A little more than two weeks after James Callaghan announced to the TUC Conference in Brighton that there would be no autumn election, the mounting pressure building up against the 5 per cent wage limit came to a head among workers at Ford Motor Company. On September 22 the first workers at the Halewood plant outside of Liverpool walked out on strike, triggering not only industrial action at other plants in the UK, but also creating an important precedent for other trade unionists. As the eight-week strike wore on and the negotiated rates were increasingly in excess of government policy, the Economist's headline, ‘After Ford, the Deluge?’ became prescient. The dispute at Ford did indeed open the floodgates. Other workers, from lorry drivers to NHS domestic cleaners, were encouraged by Ford workers’ eventual successful claim, which struck at the heart of the government's policy.

While the Winter of Discontent has played a central role in debates surrounding the nature of Britain's economic decline, it is somewhat ironic that the first waves of strikes actually began within the American-owned, Ford Motor Company. Ford workers’ central claim in September 1978 was a wage rise in excess of the government's 5 per cent pay policy; however, the national strike was rooted in both the company's history of industrial relations and Ford workers’ evolving approaches to militancy and politics. While Ford CEOs and managers established new strategies to spur productivity amongst its workforce during the 1960s and 1970s, Ford workers were in the midst of developing their own workplace culture. On the shop floor, new forms of political and industrial militancy began to emerge. These changes were rooted in the evolving face of the workforce at Ford.

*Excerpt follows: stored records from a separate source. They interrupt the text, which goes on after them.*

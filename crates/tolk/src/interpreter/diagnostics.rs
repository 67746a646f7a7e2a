//! Operator-facing channel for non-fatal rendering diagnostics.

use std::mem;
use std::sync::{Mutex, MutexGuard, PoisonError};

use tracing::warn;

use crate::interpreter::error::Diagnostic;

/// Receives diagnostics produced while rendering.
///
/// Reporting must not fail or block for long: it is called inline from
/// rendering, which never returns an error.
pub trait DiagnosticSink: Send + Sync {
    /// Record a single diagnostic.
    fn report(&self, diagnostic: Diagnostic);
}

/// Emits every diagnostic as a `tracing` warning.
///
/// Events use the target `tolk::diagnostics` and carry the diagnostic's
/// [`kind`](Diagnostic::kind) as a field, so they can be filtered with an
/// `EnvFilter` directive such as `tolk::diagnostics=off`.
#[derive(Debug, Clone, Copy, Default)]
pub struct TracingSink;

impl DiagnosticSink for TracingSink {
    fn report(&self, diagnostic: Diagnostic) {
        warn!(target: "tolk::diagnostics", kind = diagnostic.kind(), "{diagnostic}");
    }
}

/// Keeps diagnostics in memory, in arrival order, without duplicates.
///
/// # Example
///
/// ```
/// use std::sync::Arc;
/// use tolk::{CollectingSink, DelimiterPair, Renderer, params};
///
/// let sink = Arc::new(CollectingSink::new());
/// let renderer = Renderer::builder()
///     .delimiters(DelimiterPair::default())
///     .sink(sink.clone())
///     .build();
///
/// renderer.substitute("Hi {name}", &params! {});
/// assert_eq!(sink.len(), 1);
/// ```
#[derive(Debug, Default)]
pub struct CollectingSink {
    diagnostics: Mutex<Vec<Diagnostic>>,
}

impl CollectingSink {
    /// Create an empty sink.
    pub fn new() -> Self {
        Self::default()
    }

    /// Copy of all diagnostics collected so far.
    pub fn diagnostics(&self) -> Vec<Diagnostic> {
        self.lock().clone()
    }

    /// Drain all collected diagnostics.
    pub fn take(&self) -> Vec<Diagnostic> {
        mem::take(&mut *self.lock())
    }

    /// Number of collected diagnostics.
    pub fn len(&self) -> usize {
        self.lock().len()
    }

    /// Whether nothing has been collected.
    pub fn is_empty(&self) -> bool {
        self.lock().is_empty()
    }

    // Poisoning is ignored; no write leaves the Vec half-updated.
    fn lock(&self) -> MutexGuard<'_, Vec<Diagnostic>> {
        self.diagnostics
            .lock()
            .unwrap_or_else(PoisonError::into_inner)
    }
}

impl DiagnosticSink for CollectingSink {
    fn report(&self, diagnostic: Diagnostic) {
        let mut diagnostics = self.lock();
        if !diagnostics.contains(&diagnostic) {
            diagnostics.push(diagnostic);
        }
    }
}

In this chapter, I will chart developments within Ford, laying specific emphasis on the shifts occurring amongst the rank and file. I will focus on the social, political, and cultural experiences of four Ford workers to demonstrate the impact these forces had on their actions during the strike of 1978. What will become apparent is that Ford workers were motivated by a complex set of forces rather than simply rash ‘bloody mindedness’ or crass greed. Instead, I will argue that the constellation of political identities that emerged in the Ford strike not only inspired their actions that winter, but also reflected broader social and political changes in Britain in the late 1960s on into the 1970s.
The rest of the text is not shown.